*** Material supplied

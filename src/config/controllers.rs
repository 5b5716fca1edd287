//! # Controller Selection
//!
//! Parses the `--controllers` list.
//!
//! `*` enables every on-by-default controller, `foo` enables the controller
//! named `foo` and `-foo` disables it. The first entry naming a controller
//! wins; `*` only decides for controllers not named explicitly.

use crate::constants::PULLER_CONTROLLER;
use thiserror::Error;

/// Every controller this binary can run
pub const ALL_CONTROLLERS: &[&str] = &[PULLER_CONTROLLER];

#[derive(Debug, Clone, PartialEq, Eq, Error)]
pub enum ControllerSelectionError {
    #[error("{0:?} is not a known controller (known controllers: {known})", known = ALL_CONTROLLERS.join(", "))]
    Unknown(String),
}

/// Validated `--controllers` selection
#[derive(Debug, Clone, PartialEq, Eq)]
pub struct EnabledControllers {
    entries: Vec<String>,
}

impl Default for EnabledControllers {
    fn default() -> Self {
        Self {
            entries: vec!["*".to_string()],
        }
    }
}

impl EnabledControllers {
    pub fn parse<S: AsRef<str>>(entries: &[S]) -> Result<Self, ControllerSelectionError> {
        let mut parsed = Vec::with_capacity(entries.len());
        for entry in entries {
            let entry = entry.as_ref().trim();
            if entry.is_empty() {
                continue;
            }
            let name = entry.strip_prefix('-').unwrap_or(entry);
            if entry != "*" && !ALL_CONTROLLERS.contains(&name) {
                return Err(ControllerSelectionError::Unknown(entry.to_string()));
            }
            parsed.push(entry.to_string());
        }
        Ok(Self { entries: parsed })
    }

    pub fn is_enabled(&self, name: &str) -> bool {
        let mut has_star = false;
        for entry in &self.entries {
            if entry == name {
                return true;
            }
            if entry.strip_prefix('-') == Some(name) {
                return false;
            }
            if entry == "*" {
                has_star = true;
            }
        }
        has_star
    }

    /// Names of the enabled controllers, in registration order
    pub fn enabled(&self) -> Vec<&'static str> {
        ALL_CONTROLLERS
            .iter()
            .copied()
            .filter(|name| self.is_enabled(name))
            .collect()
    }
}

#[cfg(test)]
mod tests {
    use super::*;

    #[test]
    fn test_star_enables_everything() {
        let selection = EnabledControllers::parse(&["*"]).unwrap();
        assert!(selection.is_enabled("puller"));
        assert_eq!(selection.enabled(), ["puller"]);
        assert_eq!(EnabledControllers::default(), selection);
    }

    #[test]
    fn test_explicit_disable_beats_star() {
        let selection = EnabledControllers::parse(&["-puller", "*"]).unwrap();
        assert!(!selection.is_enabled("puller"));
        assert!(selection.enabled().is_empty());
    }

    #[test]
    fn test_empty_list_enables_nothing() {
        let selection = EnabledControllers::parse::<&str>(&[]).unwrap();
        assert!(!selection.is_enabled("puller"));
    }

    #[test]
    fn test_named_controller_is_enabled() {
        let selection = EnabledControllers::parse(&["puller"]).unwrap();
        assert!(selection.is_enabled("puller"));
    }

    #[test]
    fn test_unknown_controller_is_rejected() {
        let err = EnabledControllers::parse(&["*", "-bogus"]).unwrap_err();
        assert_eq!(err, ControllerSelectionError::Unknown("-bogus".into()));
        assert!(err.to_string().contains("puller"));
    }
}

******

| How to complete this task |
Reproduce each entry above exactly, keeping every word.

| Answer to this problem |
filename src/config/controllers.rs
repository 5b5716fca1edd287
//! # Controller Selection
//!
//! Parses the `--controllers` list.
//!
//! `*` enables every on-by-default controller, `foo` enables the controller
//! named `foo` and `-foo` disables it. The first entry naming a controller
//! wins; `*` only decides for controllers not named explicitly.

use crate::constants::PULLER_CONTROLLER;
use thiserror::Error;

/// Every controller this binary can run
pub const ALL_CONTROLLERS: &[&str] = &[PULLER_CONTROLLER];

#[derive(Debug, Clone, PartialEq, Eq, Error)]
pub enum ControllerSelectionError {
    #[error("{0:?} is not a known controller (known controllers: {known})", known = ALL_CONTROLLERS.join(", "))]
    Unknown(String),
}

/// Validated `--controllers` selection
#[derive(Debug, Clone, PartialEq, Eq)]
pub struct EnabledControllers {
    entries: Vec<String>,
}

impl Default for EnabledControllers {
    fn default() -> Self {
        Self {
            entries: vec!["*".to_string()],
        }
    }
}

impl EnabledControllers {
    pub fn parse<S: AsRef<str>>(entries: &[S]) -> Result<Self, ControllerSelectionError> {
        let mut parsed = Vec::with_capacity(entries.len());
        for entry in entries {
            let entry = entry.as_ref().trim();
            if entry.is_empty() {
                continue;
            }
            let name = entry.strip_prefix('-').unwrap_or(entry);
            if entry != "*" && !ALL_CONTROLLERS.contains(&name) {
                return Err(ControllerSelectionError::Unknown(entry.to_string()));
            }
            parsed.push(entry.to_string());
        }
        Ok(Self { entries: parsed })
    }

    pub fn is_enabled(&self, name: &str) -> bool {
        let mut has_star = false;
        for entry in &self.entries {
            if entry == name {
                return true;
            }
            if entry.strip_prefix('-') == Some(name) {
                return false;
            }
            if entry == "*" {
                has_star = true;
            }
        }
        has_star
    }

    /// Names of the enabled controllers, in registration order
    pub fn enabled(&self) -> Vec<&'static str> {
        ALL_CONTROLLERS
            .iter()
            .copied()
            .filter(|name| self.is_enabled(name))
            .collect()
    }
}

#[cfg(test)]
mod tests {
    use super::*;

    #[test]
    fn test_star_enables_everything() {
        let selection = EnabledControllers::parse(&["*"]).unwrap();
        assert!(selection.is_enabled("puller"));
        assert_eq!(selection.enabled(), ["puller"]);
        assert_eq!(EnabledControllers::default(), selection);
    }

    #[test]
    fn test_explicit_disable_beats_star() {
        let selection = EnabledControllers::parse(&["-puller", "*"]).unwrap();
        assert!(!selection.is_enabled("puller"));
        assert!(selection.enabled().is_empty());
    }

    #[test]
    fn test_empty_list_enables_nothing() {
        let selection = EnabledControllers::parse::<&str>(&[]).unwrap();
        assert!(!selection.is_enabled("puller"));
    }

    #[test]
    fn test_named_controller_is_enabled() {
        let selection = EnabledControllers::parse(&["puller"]).unwrap();
        assert!(selection.is_enabled("puller"));
    }

    #[test]
    fn test_unknown_controller_is_rejected() {
        let err = EnabledControllers::parse(&["*", "-bogus"]).unwrap_err();
        assert_eq!(err, ControllerSelectionError::Unknown("-bogus".into()));
        assert!(err.to_string().contains("puller"));
    }
}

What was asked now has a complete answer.